From: Henry Wilson DSc on
On Thu, 27 May 2010 12:47:34 -0700 (PDT), eon <ynes95v6(a)techemail.com> wrote:

>On May 27, 9:22 pm, eric gisse <jowr.pi.nos...(a)gmail.com> wrote:
>
>[mercifully ...]
>
>>
>> There are no negative areas or volumes in relativity. You are making things
>> up - again.
>
>why, are there negative lengths in nature?

poor little eric reads too many books that he cannot understand.

The Minkowski metric defines a perfectly Euclidean negative area....

QED


Henry Wilson...

........Einstein's Relativity...The religion that worships negative areas.
From: eric gisse on
...@..(Henry Wilson DSc) wrote:

[...]

>
> The metric defines a negative area. Have you seen any of those lately?
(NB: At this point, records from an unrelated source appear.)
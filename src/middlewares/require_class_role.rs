/*!
 * 基于班级角色的访问控制中间件
 *
 * 此中间件必须在 RequireJWT 中间件之后使用，用于验证用户是否具有特定班级角色权限。
 * 班级 ID 优先从路径参数 `{class_id}` 读取，其次是查询参数 `class_id` / `classId`。
 *
 * ## 使用方法
 *
 * ```rust,ignore
 * use actix_web::web;
 * use crate::middlewares::{RequireClassRole, RequireJWT};
 * use crate::models::class_users::entities::ClassUserRole;
 *
 * web::resource("/review/list")
 *     .wrap(RequireClassRole::new(&ClassUserRole::Teacher))
 *     .wrap(RequireJWT)
 *     .route(web::get().to(list_reviews));
 *
 * // 学生或教师均可
 * .wrap(RequireClassRole::new_any(ClassUserRole::all_roles()))
 * ```
 */

use actix_service::{Service, Transform};
use actix_web::{
    Error, HttpMessage,
    body::EitherBody,
    dev::{ServiceRequest, ServiceResponse},
    web,
};
use futures_util::future::{LocalBoxFuture, Ready, ready};
use std::{rc::Rc, sync::Arc};

use crate::{
    errors::{GradebookError, Result},
    models::{
        class_users::entities::{ClassUser, ClassUserRole},
        users::entities::{User, UserRole},
    },
    storage::Storage,
};

use super::create_error_response;

#[derive(Clone)]
pub struct RequireClassRole {
    required_roles: Vec<ClassUserRole>,
    require_all: bool, // true表示需要所有班级角色，false表示任一班级角色即可
}

impl RequireClassRole {
    /// 创建需要特定班级角色的中间件
    pub fn new(role: &ClassUserRole) -> Self {
        Self {
            required_roles: vec![role.clone()],
            require_all: true,
        }
    }

    /// 创建需要任一班级角色的中间件
    pub fn new_any(roles: &[&ClassUserRole]) -> Self {
        Self {
            required_roles: roles.iter().map(|r| (*r).clone()).collect(),
            require_all: false,
        }
    }
}

impl<S, B> Transform<S, ServiceRequest> for RequireClassRole
where
    S: Service<ServiceRequest, Response = ServiceResponse<B>, Error = Error> + 'static,
    B: 'static,
{
    type Response = ServiceResponse<EitherBody<B>>;
    type Error = Error;
    type InitError = ();
    type Transform = RequireClassRoleMiddleware<S>;
    type Future = Ready<std::result::Result<Self::Transform, Self::InitError>>;

    fn new_transform(&self, service: S) -> Self::Future {
        ready(Ok(RequireClassRoleMiddleware {
            service: Rc::new(service),
            required_roles: self.required_roles.clone(),
            require_all: self.require_all,
        }))
    }
}

pub struct RequireClassRoleMiddleware<S> {
    service: Rc<S>,
    required_roles: Vec<ClassUserRole>,
    require_all: bool,
}

impl<S, B> Service<ServiceRequest> for RequireClassRoleMiddleware<S>
where
    S: Service<ServiceRequest, Response = ServiceResponse<B>, Error = Error> + 'static,
    B: 'static,
{
    type Response = ServiceResponse<EitherBody<B>>;
    type Error = Error;
    type Future = LocalBoxFuture<'static, std::result::Result<Self::Response, Self::Error>>;

    fn poll_ready(
        &self,
        ctx: &mut std::task::Context<'_>,
    ) -> std::task::Poll<std::result::Result<(), Self::Error>> {
        self.service.poll_ready(ctx)
    }

    fn call(&self, req: ServiceRequest) -> Self::Future {
        let srv = self.service.clone();
        let required_roles = self.required_roles.clone();
        let require_all = self.require_all;

        Box::pin(async move {
            // 1. 校验用户信息
            let user = req.extensions().get::<User>().cloned();
            let Some(user) = user else {
                return Ok(req.into_response(
                    create_error_response(GradebookError::authentication(
                        "Authentication required",
                    ))
                    .map_into_right_body(),
                ));
            };

            // 2. 校验 class_id
            let Some(class_id) = extract_class_id(&req) else {
                return Ok(req.into_response(
                    create_error_response(GradebookError::bad_request(
                        "Missing or invalid class_id",
                    ))
                    .map_into_right_body(),
                ));
            };

            // 3. 查询用户在班级中的成员关系
            let class_user = match find_class_user(&req, user.id, class_id).await {
                Ok(class_user) => class_user,
                Err(err) => {
                    return Ok(req.into_response(create_error_response(err).map_into_right_body()));
                }
            };

            // 4. 管理员直接放行
            if user.role == UserRole::Admin {
                return Ok(srv.call(req).await?.map_into_left_body());
            }

            let Some(class_user) = class_user else {
                return Ok(req.into_response(
                    create_error_response(GradebookError::authorization(
                        "No permission for this class",
                    ))
                    .map_into_right_body(),
                ));
            };

            // 5. 判断是否拥有所需角色
            let has_permission = if require_all {
                required_roles.iter().all(|role| &class_user.role == role)
            } else {
                required_roles.iter().any(|role| &class_user.role == role)
            };

            if has_permission {
                tracing::debug!(
                    "Class user {} has permission in class {}",
                    class_user.user_id,
                    class_id
                );
                let res = srv.call(req).await?.map_into_left_body();
                Ok(res)
            } else {
                Ok(req.into_response(
                    create_error_response(GradebookError::authorization(
                        "Access denied for this class role",
                    ))
                    .map_into_right_body(),
                ))
            }
        })
    }
}

fn extract_class_id(req: &ServiceRequest) -> Option<i64> {
    if let Some(raw) = req.match_info().get("class_id") {
        return raw.parse::<i64>().ok();
    }
    let query = web::Query::<std::collections::HashMap<String, String>>::from_query(
        req.query_string(),
    )
    .ok()?;
    query
        .get("class_id")
        .or_else(|| query.get("classId"))
        .and_then(|s| s.parse::<i64>().ok())
}

async fn find_class_user(
    req: &ServiceRequest,
    user_id: i64,
    class_id: i64,
) -> Result<Option<ClassUser>> {
    let storage = req
        .app_data::<web::Data<Arc<dyn Storage>>>()
        .map(|data| data.get_ref().clone())
        .ok_or_else(|| GradebookError::configuration("Storage not found in app data"))?;

    storage.get_class_user(user_id, class_id).await
}

#[cfg(test)]
mod tests {
    use super::*;
    use actix_web::test::TestRequest;

    #[test]
    fn test_extract_class_id_from_query() {
        let req = TestRequest::default()
            .uri("/review/list?class_id=12&grade_id=3")
            .to_srv_request();
        assert_eq!(extract_class_id(&req), Some(12));

        let req = TestRequest::default()
            .uri("/review/list?classId=7")
            .to_srv_request();
        assert_eq!(extract_class_id(&req), Some(7));

        let req = TestRequest::default()
            .uri("/review/list?class_id=abc")
            .to_srv_request();
        assert_eq!(extract_class_id(&req), None);

        let req = TestRequest::default().uri("/review/list").to_srv_request();
        assert_eq!(extract_class_id(&req), None);
    }
}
ds^2 = -dt^2 + dx^2 + dy^2 + dz^2

Show us how to get from there to the negative area you claim exists. Show
your work.

[...]
From: pmb on
On May 27, 6:38 pm, ..@..(Henry Wilson DSc) wrote:
> On Thu, 27 May 2010 15:23:23 -0700 (PDT), pmb <pm...(a)hotmail.com> wrote:
> >On May 25, 7:39 pm, eric gisse <jowr.pi.nos...(a)gmail.com> wrote:
> >> ..@..(Henry Wilson DSc) wrote:
> >> > I would like a relativist to explain why the distance term ct is imaginary
> >> > in 4D 'spacetime'.
>
> >> It isn't.
>
> >> Don't make stuff up, Ralph.
>
> >Actually it "can" be imaginary. It just depends on the conventions an
> >author chooses to use. In fact some modern textbooks still use that
> >convention. For example, see "Basic Relativity" by Richard A. Mould,
> >Springer Press. See section 3.7 "Four Vectors" on page 71. Usually the
> >usage is reserved for special relativity. When this is the case the
> >metric is g = diag(1, 1, 1, 1), i.e. the metric to a 4-D Euclidean
> >space.
>
> Forget about the 4D jargon...just use x and t. It's a lot easier.
>
> Minkowski's s^2 is a negative area.....no such thing exists...
> Multiply it by a length and you have a negative volume...Hahahhahha!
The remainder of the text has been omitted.